> _Exercise aim_
A faithful, word-for-word transcription of all the data is what is needed.

Stored data

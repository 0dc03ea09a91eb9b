//! MACON Sync
//!
//! Keeps controller variables and database records in step.
//!
//! # Commands
//!
//! - `sync` - Run the reconciliation loop forever (default)
//! - `push` - Write the current records to the controller once
//! - `pull` - Read the controller into the current records once
//! - `backup` - Export the three collections to JSON files

mod commands;
mod config;
mod error;
mod logging;

use clap::{Parser, ValueEnum};
use config::AppConfig;
use error::CliResult;
use macon_ads::AdsClient;
use macon_mongo::MongoStore;
use macon_sync_engine::IntervalTicker;
use std::path::PathBuf;
use tracing::{error, info};

/// Two-way sync between a TwinCAT controller and MongoDB.
#[derive(Parser, Debug)]
#[command(name = "macon-sync")]
#[command(author, version, about, long_about = None)]
struct Cli {
    /// What to do. Unknown commands are rejected, not run as sync
    #[arg(value_enum, ignore_case = true, default_value_t = Command::Sync)]
    command: Command,

    /// Configuration file (JSON)
    #[arg(short, long, env = "MACON_SYNC_CONFIG")]
    config: Option<PathBuf>,

    /// Directory for log files
    #[arg(long)]
    log_dir: Option<PathBuf>,

    /// Directory for backup files
    #[arg(long)]
    backup_dir: Option<PathBuf>,

    /// Field mapping table (JSON) replacing the built-in one
    #[arg(long)]
    mappings: Option<PathBuf>,

    /// Enable verbose output
    #[arg(short, long)]
    verbose: bool,
}

#[derive(Clone, Copy, Debug, PartialEq, Eq, ValueEnum)]
enum Command {
    /// Run the reconciliation loop forever
    Sync,
    /// Write the current records to the controller once
    Push,
    /// Read the controller into the current records once
    Pull,
    /// Export the three collections once
    Backup,
}

fn main() -> Result<(), Box<dyn std::error::Error>> {
    let cli = Cli::parse();

    let config = AppConfig::load(cli.config.as_deref())?.with_overrides(
        cli.log_dir,
        cli.backup_dir,
        cli.mappings,
    );
    let _guard = logging::init(&config.log_dir, cli.verbose)?;

    if let Err(e) = run(cli.command, &config) {
        error!(error = %e, "{:?} failed", cli.command);
        return Err(e.into());
    }
    Ok(())
}

fn run(command: Command, config: &AppConfig) -> CliResult<()> {
    let registry = config.registry()?;
    info!(
        command = ?command,
        fields = registry.len(),
        mappings = ?config.mappings,
        "starting"
    );

    match command {
        Command::Sync => {
            let (device, store) = open_sessions(config)?;
            let mut ticker = IntervalTicker::new(config.poll_interval());
            commands::sync::run(config.sync_config(), registry, device, store, &mut ticker);
        }
        Command::Push => {
            let (device, store) = open_sessions(config)?;
            let summary = commands::push::run(&device, &store, &registry, &config.domains);
            commands::ensure_complete("push", &summary)?;
        }
        Command::Pull => {
            let (device, store) = open_sessions(config)?;
            let summary = commands::pull::run(&device, &store, &registry, &config.domains);
            commands::ensure_complete("pull", &summary)?;
        }
        Command::Backup => {
            let store = MongoStore::connect(&config.mongo_uri)?;
            commands::backup::run(&store, &config.domains, &config.backup_dir)?;
        }
    }
    Ok(())
}

/// Opens the controller and database sessions. Either failing is fatal.
fn open_sessions(config: &AppConfig) -> CliResult<(AdsClient, MongoStore)> {
    let device = AdsClient::connect(config.device.clone(), config.reconnect())?;
    let store = MongoStore::connect(&config.mongo_uri)?;
    Ok((device, store))
}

> _Exercise result_
repository 0dc03ea09a91eb9b
//! MACON Sync
//!
//! Keeps controller variables and database records in step.
//!
//! # Commands
//!
//! - `sync` - Run the reconciliation loop forever (default)
//! - `push` - Write the current records to the controller once
//! - `pull` - Read the controller into the current records once
//! - `backup` - Export the three collections to JSON files

mod commands;
mod config;
mod error;
mod logging;

use clap::{Parser, ValueEnum};
use config::AppConfig;
use error::CliResult;
use macon_ads::AdsClient;
use macon_mongo::MongoStore;
use macon_sync_engine::IntervalTicker;
use std::path::PathBuf;
use tracing::{error, info};

/// Two-way sync between a TwinCAT controller and MongoDB.
#[derive(Parser, Debug)]
#[command(name = "macon-sync")]
#[command(author, version, about, long_about = None)]
struct Cli {
    /// What to do. Unknown commands are rejected, not run as sync
    #[arg(value_enum, ignore_case = true, default_value_t = Command::Sync)]
    command: Command,

    /// Configuration file (JSON)
    #[arg(short, long, env = "MACON_SYNC_CONFIG")]
    config: Option<PathBuf>,

    /// Directory for log files
    #[arg(long)]
    log_dir: Option<PathBuf>,

    /// Directory for backup files
    #[arg(long)]
    backup_dir: Option<PathBuf>,

    /// Field mapping table (JSON) replacing the built-in one
    #[arg(long)]
    mappings: Option<PathBuf>,

    /// Enable verbose output
    #[arg(short, long)]
    verbose: bool,
}

#[derive(Clone, Copy, Debug, PartialEq, Eq, ValueEnum)]
enum Command {
    /// Run the reconciliation loop forever
    Sync,
    /// Write the current records to the controller once
    Push,
    /// Read the controller into the current records once
    Pull,
    /// Export the three collections once
    Backup,
}

fn main() -> Result<(), Box<dyn std::error::Error>> {
    let cli = Cli::parse();

    let config = AppConfig::load(cli.config.as_deref())?.with_overrides(
        cli.log_dir,
        cli.backup_dir,
        cli.mappings,
    );
    let _guard = logging::init(&config.log_dir, cli.verbose)?;

    if let Err(e) = run(cli.command, &config) {
        error!(error = %e, "{:?} failed", cli.command);
        return Err(e.into());
    }
    Ok(())
}

fn run(command: Command, config: &AppConfig) -> CliResult<()> {
    let registry = config.registry()?;
    info!(
        command = ?command,
        fields = registry.len(),
        mappings = ?config.mappings,
        "starting"
    );

    match command {
        Command::Sync => {
            let (device, store) = open_sessions(config)?;
            let mut ticker = IntervalTicker::new(config.poll_interval());
            commands::sync::run(config.sync_config(), registry, device, store, &mut ticker);
        }
        Command::Push => {
            let (device, store) = open_sessions(config)?;
            let summary = commands::push::run(&device, &store, &registry, &config.domains);
            commands::ensure_complete("push", &summary)?;
        }
        Command::Pull => {
            let (device, store) = open_sessions(config)?;
            let summary = commands::pull::run(&device, &store, &registry, &config.domains);
            commands::ensure_complete("pull", &summary)?;
        }
        Command::Backup => {
            let store = MongoStore::connect(&config.mongo_uri)?;
            commands::backup::run(&store, &config.domains, &config.backup_dir)?;
        }
    }
    Ok(())
}

/// Opens the controller and database sessions. Either failing is fatal.
fn open_sessions(config: &AppConfig) -> CliResult<(AdsClient, MongoStore)> {
    let device = AdsClient::connect(config.device.clone(), config.reconnect())?;
    let store = MongoStore::connect(&config.mongo_uri)?;
    Ok((device, store))
}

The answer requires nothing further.